Marrero Cruz s'attaque aux Cubains qui utilisent les réseaux sociaux et les accuse de "subversifs"



Le premier ministre cubain a transformé la clôture de la IV Journée Nationale de la Cybersécurité en un acte de discipline politique. Il a présenté les réseaux comme un terrain "subversif" et a appelé à "affronter" ceux qui diffusent des contenus critiques.

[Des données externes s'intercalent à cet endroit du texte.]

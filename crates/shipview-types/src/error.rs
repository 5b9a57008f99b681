//! Error types shared with the memory-reading collaborator.

use thiserror::Error;

use crate::player::Handle;

/// Result type for a single collaborator read.
pub type ReadResult<T> = std::result::Result<T, ReadFailure>;

/// A collaborator could not produce a value on this attempt.
///
/// Read failures are transient and scoped to one category; the cache layer
/// absorbs them and keeps serving whatever it already had.
#[derive(Debug, Clone, PartialEq, Eq, Error)]
pub enum ReadFailure {
    #[error("not attached to the target process")]
    NotAttached,

    #[error("memory read at {address} failed: {reason}")]
    Memory { address: Handle, reason: String },

    #[error("could not resolve {0}")]
    Unresolved(String),

    #[error("handle {0} no longer points at a live object")]
    InvalidHandle(Handle),

    #[error("scan has not produced a result yet")]
    ScanPending,

    #[error("{0}")]
    Other(String),
}

/// A category name outside the closed set.
#[derive(Debug, Clone, PartialEq, Eq, Error)]
#[error("unknown category '{0}'")]
pub struct UnknownCategory(pub String);
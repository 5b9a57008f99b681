//! Rate- and time-budget-limited scanning.
//!
//! Some state can only be found by searching the target's heap (the HUD
//! report button, for instance), and that search has no useful worst-case
//! bound. [`ScanThrottle`] caps both how often such a scan starts and how
//! long one run may take.

use std::time::{Duration, Instant};

use parking_lot::Mutex;
use serde::Serialize;
use shipview_cache::SharedClock;
use tracing::{debug, trace};

/// Result of one bounded scan.
#[derive(Debug, Clone, PartialEq, Serialize)]
pub struct PartialScan<R> {
    pub result: R,
    /// The scan stopped before examining every candidate. The result may be
    /// incomplete but is not necessarily wrong.
    pub truncated: bool,
    /// Candidates examined before the scan returned.
    pub examined: usize,
}

impl<R> PartialScan<R> {
    /// A scan that examined every candidate.
    pub fn complete(result: R, examined: usize) -> Self {
        Self {
            result,
            truncated: false,
            examined,
        }
    }

    /// A scan cut short by its budget.
    pub fn truncated(result: R, examined: usize) -> Self {
        Self {
            result,
            truncated: true,
            examined,
        }
    }

    pub fn map<U>(self, f: impl FnOnce(R) -> U) -> PartialScan<U> {
        PartialScan {
            result: f(self.result),
            truncated: self.truncated,
            examined: self.examined,
        }
    }
}

/// Wall-clock allowance handed to a running scan.
///
/// Scans are cooperative: they check [`is_exhausted`](Self::is_exhausted)
/// between candidates, or let [`find_map`](Self::find_map) drive the loop.
#[derive(Debug, Clone)]
pub struct ScanBudget {
    started: Instant,
    limit: Duration,
    clock: SharedClock,
}

impl ScanBudget {
    /// A budget starting now.
    pub fn new(limit: Duration, clock: SharedClock) -> Self {
        let started = clock.now();
        Self {
            started,
            limit,
            clock,
        }
    }

    pub fn limit(&self) -> Duration {
        self.limit
    }

    pub fn elapsed(&self) -> Duration {
        self.clock.now().saturating_duration_since(self.started)
    }

    pub fn remaining(&self) -> Duration {
        self.limit.saturating_sub(self.elapsed())
    }

    /// Elapsed time has passed the limit; stop examining candidates.
    pub fn is_exhausted(&self) -> bool {
        self.elapsed() > self.limit
    }

    /// Examine `candidates` in order until `examine` yields a result or the
    /// budget runs out.
    pub fn find_map<I, F, T>(&self, candidates: I, mut examine: F) -> PartialScan<Option<T>>
    where
        I: IntoIterator,
        F: FnMut(I::Item) -> Option<T>,
    {
        let mut examined = 0;
        for candidate in candidates {
            if self.is_exhausted() {
                return PartialScan::truncated(None, examined);
            }
            examined += 1;
            if let Some(found) = examine(candidate) {
                return PartialScan::complete(Some(found), examined);
            }
        }
        PartialScan::complete(None, examined)
    }
}

/// What a call to [`ScanThrottle::scan_if_due`] did.
#[derive(Debug, Clone, PartialEq)]
pub enum ScanOutcome<R> {
    /// A scan ran.
    Ran(PartialScan<R>),
    /// Too soon after the previous scan, or one is already running. Carries
    /// the last completed scan, if any.
    Skipped { last: Option<PartialScan<R>> },
}

impl<R> ScanOutcome<R> {
    pub fn ran(&self) -> bool {
        matches!(self, ScanOutcome::Ran(_))
    }

    /// The scan that ran, or the last known one.
    pub fn into_latest(self) -> Option<PartialScan<R>> {
        match self {
            ScanOutcome::Ran(scan) => Some(scan),
            ScanOutcome::Skipped { last } => last,
        }
    }
}

struct ScanState<R> {
    last_scan: Option<Instant>,
    min_interval: Duration,
    time_budget: Duration,
    last_result: Option<PartialScan<R>>,
}

/// Gate for an expensive scan: minimum spacing between runs plus a time
/// budget per run.
pub struct ScanThrottle<R> {
    name: &'static str,
    clock: SharedClock,
    state: Mutex<ScanState<R>>,
    running: Mutex<()>,
}

impl<R: Clone> ScanThrottle<R> {
    pub fn new(
        name: &'static str,
        min_interval: Duration,
        time_budget: Duration,
        clock: SharedClock,
    ) -> Self {
        Self {
            name,
            clock,
            state: Mutex::new(ScanState {
                last_scan: None,
                min_interval,
                time_budget,
                last_result: None,
            }),
            running: Mutex::new(()),
        }
    }

    pub fn min_interval(&self) -> Duration {
        self.state.lock().min_interval
    }

    pub fn time_budget(&self) -> Duration {
        self.state.lock().time_budget
    }

    /// Update pacing; `None` leaves a setting unchanged.
    pub fn configure(&self, min_interval: Option<Duration>, time_budget: Option<Duration>) {
        let mut state = self.state.lock();
        if let Some(interval) = min_interval {
            state.min_interval = interval;
        }
        if let Some(budget) = time_budget {
            state.time_budget = budget;
        }
        debug!(
            scan = self.name,
            min_interval_ms = state.min_interval.as_millis() as u64,
            time_budget_ms = state.time_budget.as_millis() as u64,
            "Scan throttle configured"
        );
    }

    /// Forget when the last scan ran so the next call scans immediately.
    /// The last result is kept.
    pub fn reset(&self) {
        self.state.lock().last_scan = None;
    }

    pub fn last_result(&self) -> Option<PartialScan<R>> {
        self.state.lock().last_result.clone()
    }

    /// Run `perform` if at least `min_interval` has passed since the last
    /// scan started (or none has run yet).
    ///
    /// `perform` gets a [`ScanBudget`] and must stop once it is exhausted;
    /// the returned scan is marked truncated if it reported so itself or
    /// overran the budget.
    pub fn scan_if_due<F>(&self, perform: F) -> ScanOutcome<R>
    where
        F: FnOnce(&ScanBudget) -> PartialScan<R>,
    {
        let Some(_running) = self.running.try_lock() else {
            trace!(scan = self.name, "Scan already in flight, skipping");
            return ScanOutcome::Skipped {
                last: self.last_result(),
            };
        };

        let now = self.clock.now();
        let limit = {
            let state = self.state.lock();
            if let Some(last) = state.last_scan
                && now.saturating_duration_since(last) < state.min_interval
            {
                trace!(scan = self.name, "Scan not due yet");
                return ScanOutcome::Skipped {
                    last: state.last_result.clone(),
                };
            }
            state.time_budget
        };

        let budget = ScanBudget::new(limit, self.clock.clone());
        let mut scan = perform(&budget);
        if budget.is_exhausted() {
            scan.truncated = true;
        }
        debug!(
            scan = self.name,
            examined = scan.examined,
            truncated = scan.truncated,
            elapsed_ms = budget.elapsed().as_millis() as u64,
            "Scan finished"
        );

        let mut state = self.state.lock();
        state.last_scan = Some(now);
        state.last_result = Some(scan.clone());
        ScanOutcome::Ran(scan)
    }
}
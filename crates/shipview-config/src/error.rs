//! Configuration error types.

use shipview_types::UnknownCategory;

/// Result type alias for config operations.
pub type Result<T> = std::result::Result<T, ConfigError>;

/// Errors that can occur during configuration loading and validation.
#[derive(Debug, thiserror::Error)]
pub enum ConfigError {
    /// Failed to read a config file.
    #[error("failed to read config file '{path}': {source}")]
    ReadFile {
        path: String,
        source: std::io::Error,
    },

    /// Failed to write a config file.
    #[error("failed to write config file '{path}': {source}")]
    WriteFile {
        path: String,
        source: std::io::Error,
    },

    /// Failed to parse TOML.
    #[error("failed to parse config: {0}")]
    Parse(#[from] toml::de::Error),

    /// Failed to serialize config.
    #[error("failed to serialize config: {0}")]
    Serialize(#[from] toml::ser::Error),

    /// A duration option is negative, NaN or infinite.
    #[error("invalid duration for '{field}': {value} (expected a non-negative number of seconds)")]
    InvalidDuration { field: String, value: f64 },

    /// A TTL was given for a category that does not exist.
    #[error(transparent)]
    UnknownCategory(#[from] UnknownCategory),
}
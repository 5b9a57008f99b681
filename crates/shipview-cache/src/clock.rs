//! Monotonic time sources.

use std::fmt;
use std::sync::Arc;
use std::time::{Duration, Instant};

use parking_lot::Mutex;

/// Source of monotonic time for TTL and budget checks.
pub trait Clock: Send + Sync + fmt::Debug {
    fn now(&self) -> Instant;
}

/// Clock handle shared between caches of one orchestrator.
pub type SharedClock = Arc<dyn Clock>;

/// Wall-clock backed monotonic time.
#[derive(Debug, Clone, Copy, Default)]
pub struct SystemClock;

impl Clock for SystemClock {
    fn now(&self) -> Instant {
        Instant::now()
    }
}

/// Clock that only moves when told to. Used to drive TTL behaviour in tests.
#[derive(Debug)]
pub struct ManualClock {
    origin: Instant,
    offset: Mutex<Duration>,
}

impl ManualClock {
    pub fn new() -> Self {
        Self {
            origin: Instant::now(),
            offset: Mutex::new(Duration::ZERO),
        }
    }

    /// Move time forward.
    pub fn advance(&self, by: Duration) {
        *self.offset.lock() += by;
    }

    /// Time elapsed since the clock was created.
    pub fn elapsed(&self) -> Duration {
        *self.offset.lock()
    }
}

impl Default for ManualClock {
    fn default() -> Self {
        Self::new()
    }
}

impl Clock for ManualClock {
    fn now(&self) -> Instant {
        self.origin + *self.offset.lock()
    }
}

#[cfg(test)]
mod tests {
    use super::*;

    #[test]
    fn test_manual_clock_only_moves_on_advance() {
        let clock = ManualClock::new();
        let start = clock.now();
        assert_eq!(clock.now(), start);

        clock.advance(Duration::from_millis(250));
        assert_eq!(clock.now() - start, Duration::from_millis(250));
        assert_eq!(clock.elapsed(), Duration::from_millis(250));
    }
}
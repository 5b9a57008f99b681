//! Error types for shipview.
//!
//! Collaborator read failures never show up here: they are absorbed per
//! category and reported through [`Lookup`](shipview_cache::Lookup) and
//! [`RefreshReport`](crate::RefreshReport). These variants cover caller
//! mistakes and setup problems.

use shipview_config::ConfigError;
use shipview_types::UnknownCategory;

/// Error type for shipview operations.
#[derive(Debug, thiserror::Error)]
pub enum Error {
    #[error(transparent)]
    UnknownCategory(#[from] UnknownCategory),

    #[error("configuration error: {0}")]
    Config(#[from] ConfigError),

    #[error(transparent)]
    Cache(#[from] shipview_cache::Error),

    #[error("failed to install log subscriber: {0}")]
    Logging(#[from] tracing_subscriber::util::TryInitError),
}

/// Result type for shipview operations.
pub type Result<T> = std::result::Result<T, Error>;
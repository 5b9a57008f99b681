//! Player records and the identifiers used to address them.

use std::fmt;

use serde::{Deserialize, Serialize};

/// Stable per-session player identifier reported by the game.
pub type PlayerId = u8;

/// Opaque reference to an object inside the observed process.
#[derive(Debug, Clone, Copy, PartialEq, Eq, Hash, PartialOrd, Ord, Serialize, Deserialize)]
#[serde(transparent)]
pub struct Handle(pub u64);

impl Handle {
    pub const NULL: Handle = Handle(0);

    pub fn is_null(self) -> bool {
        self.0 == 0
    }
}

impl fmt::Display for Handle {
    fn fmt(&self, f: &mut fmt::Formatter<'_>) -> fmt::Result {
        write!(f, "{:#x}", self.0)
    }
}

/// World-space coordinates of a player.
#[derive(Debug, Clone, Copy, PartialEq, Default, Serialize, Deserialize)]
pub struct Position {
    pub x: f32,
    pub y: f32,
}

impl Position {
    pub fn new(x: f32, y: f32) -> Self {
        Self { x, y }
    }
}

/// Player body colour.
#[derive(Debug, Clone, Copy, PartialEq, Eq, Hash, PartialOrd, Ord, Serialize, Deserialize)]
#[serde(rename_all = "snake_case")]
pub enum ColorId {
    Red,
    Blue,
    Green,
    Pink,
    Orange,
    Yellow,
    Black,
    White,
    Purple,
    Brown,
    Cyan,
    Lime,
    Maroon,
    Rose,
    Banana,
    Gray,
    Tan,
    Sunset,
    Coral,
}

impl ColorId {
    const BY_INDEX: [ColorId; 19] = [
        ColorId::Red,
        ColorId::Blue,
        ColorId::Green,
        ColorId::Pink,
        ColorId::Orange,
        ColorId::Yellow,
        ColorId::Black,
        ColorId::White,
        ColorId::Purple,
        ColorId::Brown,
        ColorId::Cyan,
        ColorId::Lime,
        ColorId::Maroon,
        ColorId::Rose,
        ColorId::Banana,
        ColorId::Gray,
        ColorId::Tan,
        ColorId::Sunset,
        ColorId::Coral,
    ];

    /// Map the game's raw colour index, if it is one we know.
    pub fn from_index(index: u8) -> Option<Self> {
        Self::BY_INDEX.get(usize::from(index)).copied()
    }

    pub fn index(self) -> u8 {
        self as u8
    }

    pub fn name(self) -> &'static str {
        match self {
            ColorId::Red => "Red",
            ColorId::Blue => "Blue",
            ColorId::Green => "Green",
            ColorId::Pink => "Pink",
            ColorId::Orange => "Orange",
            ColorId::Yellow => "Yellow",
            ColorId::Black => "Black",
            ColorId::White => "White",
            ColorId::Purple => "Purple",
            ColorId::Brown => "Brown",
            ColorId::Cyan => "Cyan",
            ColorId::Lime => "Lime",
            ColorId::Maroon => "Maroon",
            ColorId::Rose => "Rose",
            ColorId::Banana => "Banana",
            ColorId::Gray => "Gray",
            ColorId::Tan => "Tan",
            ColorId::Sunset => "Sunset",
            ColorId::Coral => "Coral",
        }
    }
}

impl fmt::Display for ColorId {
    fn fmt(&self, f: &mut fmt::Formatter<'_>) -> fmt::Result {
        f.write_str(self.name())
    }
}

/// One player as seen in the latest full player read.
#[derive(Debug, Clone, PartialEq, Serialize, Deserialize)]
pub struct PlayerRecord {
    pub id: PlayerId,
    pub color: Option<ColorId>,
    pub position: Position,
    #[serde(default)]
    pub is_local: bool,
}

impl PlayerRecord {
    pub fn new(id: PlayerId, color: Option<ColorId>, position: Position) -> Self {
        Self {
            id,
            color,
            position,
            is_local: false,
        }
    }

    /// Mark this record as the locally controlled player.
    pub fn local(mut self) -> Self {
        self.is_local = true;
        self
    }
}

Le gouvernement insiste sur la narration de l'ennemi extérieur pour justifier le contrôle numérique.

Le gouvernement cubain a lancé une campagne agressive de diffamation contre les médias et les journalistes indépendantsPhoto © ACN

Le Premier ministre Manuel Marrero Cruz a consacré la clôture de la Quatrième Journée Nationale de Cybersécurité à mettre en garde contre le prétendu « usage subversif » des réseaux sociaux, qu'il a accusés d'être à l'origine de tentatives d'agression contre la révolution.

Accompagné par Yudi Mercedes Rodríguez Hernández, membre du secrétariat du Comité central du Parti communiste et responsable de son département d'Attention aux services, le chef du Gouvernement a de nouveau placé le débat numérique dans le cadre des "menaces" externes, comme l'a rapporté un reportage de la télévision d'État.

Le Premier ministre a affirmé que l'événement s'est déroulé dans des "conditions exceptionnelles" en raison du durcissement de l'embargo et de l'impact de l'ouragan Melisa, et a présenté ces deux facteurs comme toile de fond de son appel à "faire face aux fausses informations qui surgissent chaque jour".

Selon Marrero, élever la culture de la population pour identifier les risques doit devenir une partie essentielle du comportement citoyen.

Il a insisté sur le fait que l'État et le Gouvernement accordent une "attention particulière" à la cybersécurité et qu'il a confiance dans la préparation des participants à la rencontre pour garantir une utilisation "sécurisée et responsable" des technologies numériques.

Lors de l'acte de clôture, la rapporteuse générale de l'événement a souligné la présentation de 34 communications et la discussion de solutions technologiques et de bonnes pratiques visant à renforcer la défense de l'espace numérique de la nation.

L'intervention de Marrero a renforcé la ligne officielle visant à transformer tout contenu critique en expression d'hostilité politique, tout en soutenant le discours gouvernemental sur la nécessité d'un contrôle accru de l'environnement numérique à Cuba.

Le gouvernement cubain a lancé une campagne agressive de diffamation contre des médias et des journalistes indépendants, utilisant son appareil de propagande étatique pour criminaliser l'exercice du journalisme libre.

Le 26 novembre, un article du portail officiel Cubadebate a identifié 30 comptes sur les réseaux sociaux comme faisant partie d'une supposée « guerre cognitive organisée par l'extrême droite internationale », un message amplifié par le ministre des Affaires étrangères Bruno Rodríguez Parrilla, des médias officiels tels que Granma et l'émission « Raisons de Cuba » du porte-parole Humberto López.

Le média numérique elTOQUE est devenu la cible principale, entre autres, pour avoir publié le Taux Représentatif du Marché Informel qui met en évidence l'échec économique du régime et son incapacité à créer un marché officiel, ordonné et transparent pour l'achat et la vente de devises.

“Razones de Cuba” a publié des fiches personnelles de 18 soi-disant “directeurs” du média avec des photographies et des informations, les accusant de “mercenaires” et les menaçant d'enquêtes pénales, d'une possible extradition et d'emprisonnement.

La stratégie vise à équiper le journalisme de trahison à la patrie en utilisant des étiquettes telles que « terroristes médiatiques » et « ultradroite internationale », rappelant le Printemps Noir de 2003 lorsque 27 communicateurs ont été emprisonnés.

CiberCuba, également mentionné dans les attaques, a rejeté les accusations en affirmant que “ dénoncer la répression, la faim et l'inégalité n'est pas de l'extrême droite ; c'est une résistance contre la dictature”.

Le média a réaffirmé que le journalisme indépendant est un service public et continuera à informer sur la réalité que le régime tente de cacher à travers des lynchages médiatiques numériques visant à créer un climat de peur pour justifier son échec politique et économique.